▸ Your goal
Where does "EndOfStream" occur in the listing? Copy every line that holds it.

▸ Source records
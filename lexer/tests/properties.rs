use proptest::prelude::*;
use selene_lexer::{tokenize, LexerError, StrLexer, TokenKind, Tokenize};

proptest! {
    #[test]
    fn identifiers_scan_as_one_token(src in "[a-zA-Z][a-zA-Z0-9_]{0,40}") {
        let tokens = tokenize(&src).unwrap();
        prop_assert_eq!(tokens.len(), 2);
        prop_assert_eq!(tokens[0].kind, TokenKind::Identifier);
        prop_assert_eq!(&tokens[0].text, &src);
        prop_assert_eq!(tokens[1].kind, TokenKind::EndOfStream);
    }

    #[test]
    fn integers_stop_at_first_non_digit(digits in "[0-9]{1,20}", rest in "[a-z_][a-z0-9_]{0,10}") {
        let src = format!("{digits}{rest}");
        let mut lexer = StrLexer::from_str(&src);
        let token = lexer.scan_next().unwrap();
        prop_assert_eq!(token.kind, TokenKind::Integer);
        prop_assert_eq!(token.text, digits);
    }

    #[test]
    fn quoted_text_is_returned_without_quotes(content in "[^'\n]{0,200}") {
        let src = format!("'{content}'");
        let tokens = tokenize(&src).unwrap();
        prop_assert_eq!(tokens[0].kind, TokenKind::StringLiteral);
        prop_assert_eq!(&tokens[0].text, &content);
    }

    #[test]
    fn scanning_is_deterministic(src in "[a-z0-9 +='\"\n!_]{0,60}") {
        prop_assert_eq!(tokenize(&src), tokenize(&src));
    }

    #[test]
    fn errors_leave_the_cursor_on_the_offending_char(prefix in "[a-z]{1,5} ", bad in "[!@#$%^&*]") {
        let src = format!("{prefix}{bad}");
        let mut lexer = StrLexer::from_str(&src);
        lexer.scan_next().unwrap();
        let error = lexer.scan_next().unwrap_err();
        let offset = prefix.chars().count();
        prop_assert_eq!(error.position(), offset);
        prop_assert_eq!(lexer.position().char_index, offset);
        prop_assert!(
            matches!(error, LexerError::UnexpectedCharacter { character, .. } if bad.starts_with(character)),
            "unexpected error {:?}",
            error
        );
    }
}

#[test]
fn end_of_stream_is_sticky() {
    let mut lexer = StrLexer::from_str("a");
    assert_eq!(lexer.scan_next().unwrap().kind, TokenKind::Identifier);
    for _ in 0..5 {
        let token = lexer.scan_next().unwrap();
        assert_eq!(token.kind, TokenKind::EndOfStream);
        assert_eq!(token.text, "");
        assert_eq!(token.span.char_index, 1);
    }
}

▸ Your response
        prop_assert_eq!(tokens[1].kind, TokenKind::EndOfStream);
        assert_eq!(token.kind, TokenKind::EndOfStream);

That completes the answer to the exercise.